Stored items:
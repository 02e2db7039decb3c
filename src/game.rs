//! Round lifecycle and the per-tick game loop.
//!
//! A tick runs, in order: the win check, drawing the board, food and snake,
//! the collision rules, the snake's advance, and finally the release of the
//! input latch. Ending a round stops the timer before anything else.

use std::collections::HashSet;
use std::mem;

use rand::Rng;
use tracing::{debug, info};

use crate::config::Settings;
use crate::error::PlacementError;
use crate::food::FoodPlacer;
use crate::grid::{Cell, Direction, Velocity};
use crate::input::InputHandler;
use crate::render::{self, Surface};
use crate::rules::{self, Verdict};
use crate::scheduler::Scheduler;
use crate::score::HighscoreService;
use crate::snake::Snake;
use crate::store::KeyValueStore;

#[derive(Clone, Copy, Debug, PartialEq, Eq)]
pub enum Phase {
    Idle,
    Running,
    Won,
    Lost,
}

impl Phase {
    pub fn is_over(self) -> bool {
        matches!(self, Phase::Won | Phase::Lost)
    }
}

/// Everything scoped to a single round.
#[derive(Clone, Debug)]
pub struct RoundState {
    snake: Snake,
    food: Option<Cell>,
    velocity: Velocity,
    score: u32,
    phase: Phase,
    grow: bool,
}

impl RoundState {
    fn idle(snake: Snake, velocity: Velocity) -> Self {
        RoundState {
            snake,
            food: None,
            velocity,
            score: 0,
            phase: Phase::Idle,
            grow: false,
        }
    }

    pub fn snake(&self) -> &Snake {
        &self.snake
    }

    pub fn food(&self) -> Option<Cell> {
        self.food
    }

    pub fn velocity(&self) -> Velocity {
        self.velocity
    }

    pub fn score(&self) -> u32 {
        self.score
    }

    pub fn phase(&self) -> Phase {
        self.phase
    }
}

/// Game loop controller. Owns the round, its timer and the highscore service.
pub struct Game<S, K, R> {
    settings: Settings,
    scheduler: S,
    highscores: HighscoreService<K>,
    placer: FoodPlacer<R>,
    input: InputHandler,
    round: RoundState,
}

impl<S, K, R> Game<S, K, R>
where
    S: Scheduler,
    K: KeyValueStore,
    R: Rng,
{
    pub fn new(settings: Settings, scheduler: S, store: K, rng: R) -> Self {
        let snake = Snake::horizontal(&settings.grid, settings.initial_length);
        let velocity = Direction::Right.velocity(settings.grid.step);
        Game {
            settings,
            scheduler,
            highscores: HighscoreService::new(store),
            placer: FoodPlacer::new(rng),
            input: InputHandler::new(),
            round: RoundState::idle(snake, velocity),
        }
    }

    /// Starts a fresh round: initial snake heading right, score 0, new food.
    pub fn start(&mut self) {
        let grid = self.settings.grid;
        let snake = Snake::horizontal(&grid, self.settings.initial_length);
        self.begin_round(snake, Direction::Right.velocity(grid.step), None);
    }

    /// Abandons the current round, whatever its phase, and starts a new one.
    pub fn restart(&mut self) {
        info!(phase = ?self.round.phase, score = self.round.score, "restarting");
        self.start();
    }

    /// Starts a round from the given snake and velocity. Food is placed
    /// randomly unless given.
    pub fn begin_round(&mut self, snake: Snake, velocity: Velocity, food: Option<Cell>) {
        self.scheduler.stop();
        self.input = InputHandler::new();
        self.highscores.load();
        self.round = RoundState::idle(snake, velocity);
        self.round.phase = Phase::Running;

        // without room for food the first tick ends the round as won
        self.round.food = match food {
            Some(food) => Some(food),
            None => self.place_food().ok(),
        };

        self.scheduler.start(self.settings.tick_period);
        info!(
            length = self.round.snake.len(),
            highscore = ?self.highscores.highscore(),
            "round started"
        );
    }

    /// Requests a direction change for the next advance.
    pub fn on_direction(&mut self, direction: Direction) -> bool {
        if self.round.phase != Phase::Running {
            return false;
        }
        self.input
            .on_direction(direction, &mut self.round.velocity, self.settings.grid.step)
    }

    /// Runs one tick if the scheduler says one is due.
    pub fn poll_tick(&mut self, surface: &mut impl Surface) -> Option<Phase> {
        if self.scheduler.poll() {
            Some(self.tick(surface))
        } else {
            None
        }
    }

    /// Runs one tick of the loop and returns the phase afterwards. Ticks
    /// outside a running round do nothing.
    pub fn tick(&mut self, surface: &mut impl Surface) -> Phase {
        if self.round.phase != Phase::Running {
            return self.round.phase;
        }
        let grid = self.settings.grid;

        if self.round.score >= self.win_threshold() {
            self.end_round(Phase::Won, surface);
            return self.round.phase;
        }

        render::draw_board(surface, &grid, self.round.food);
        render::draw_snake(surface, &grid, &self.round.snake);

        let Some(food) = self.round.food else {
            // no free cell was left for food
            self.end_round(Phase::Won, surface);
            return self.round.phase;
        };

        let evaluation = rules::evaluate(&self.round.snake, food, &grid);
        if let Verdict::Lost(cause) = evaluation.verdict {
            debug!(?cause, head = ?self.round.snake.head(), "collision");
            self.end_round(Phase::Lost, surface);
            return self.round.phase;
        }
        if evaluation.ate_food {
            self.round.score += 1;
            self.round.grow = true;
            match self.place_food() {
                Ok(food) => self.round.food = Some(food),
                Err(PlacementError::BoardFull) => {
                    self.round.food = None;
                    self.end_round(Phase::Won, surface);
                    return self.round.phase;
                }
            }
        }

        let grew = mem::take(&mut self.round.grow);
        self.round.snake.advance(self.round.velocity, grew);
        self.input.clear_latch();

        render::draw_hud(surface, &grid, self.round.score, self.highscores.highscore());
        self.round.phase
    }

    fn end_round(&mut self, outcome: Phase, surface: &mut impl Surface) {
        self.scheduler.stop();
        self.round.phase = outcome;

        let grid = self.settings.grid;
        let score = self.round.score;
        render::draw_end_banner(surface, &grid, outcome == Phase::Won, score);
        self.highscores.save(score);
        render::draw_hud(surface, &grid, score, self.highscores.highscore());
        info!(?outcome, score, "round over");
    }

    /// Places food off the snake and off the cell its head moves into next.
    fn place_food(&mut self) -> Result<Cell, PlacementError> {
        let mut occupied: HashSet<Cell> = self.round.snake.cells().collect();
        occupied.insert(self.round.snake.head().offset(self.round.velocity));
        self.placer.place(&occupied, &self.settings.grid)
    }

    pub fn win_threshold(&self) -> u32 {
        rules::win_threshold(&self.settings.grid, self.settings.initial_length)
    }

    pub fn round(&self) -> &RoundState {
        &self.round
    }

    pub fn phase(&self) -> Phase {
        self.round.phase
    }

    pub fn score(&self) -> u32 {
        self.round.score
    }

    pub fn highscore(&self) -> Option<u32> {
        self.highscores.highscore()
    }

    pub fn highscores(&self) -> &HighscoreService<K> {
        &self.highscores
    }

    pub fn settings(&self) -> &Settings {
        &self.settings
    }

    pub fn scheduler(&self) -> &S {
        &self.scheduler
    }

    pub fn scheduler_mut(&mut self) -> &mut S {
        &mut self.scheduler
    }
}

[ASSIGNED TASK]
Report each line of the records that holds the word "HighscoreService".

[OUTPUT OF THE TASK]
use crate::score::HighscoreService;
    highscores: HighscoreService<K>,
            highscores: HighscoreService::new(store),
    pub fn highscores(&self) -> &HighscoreService<K> {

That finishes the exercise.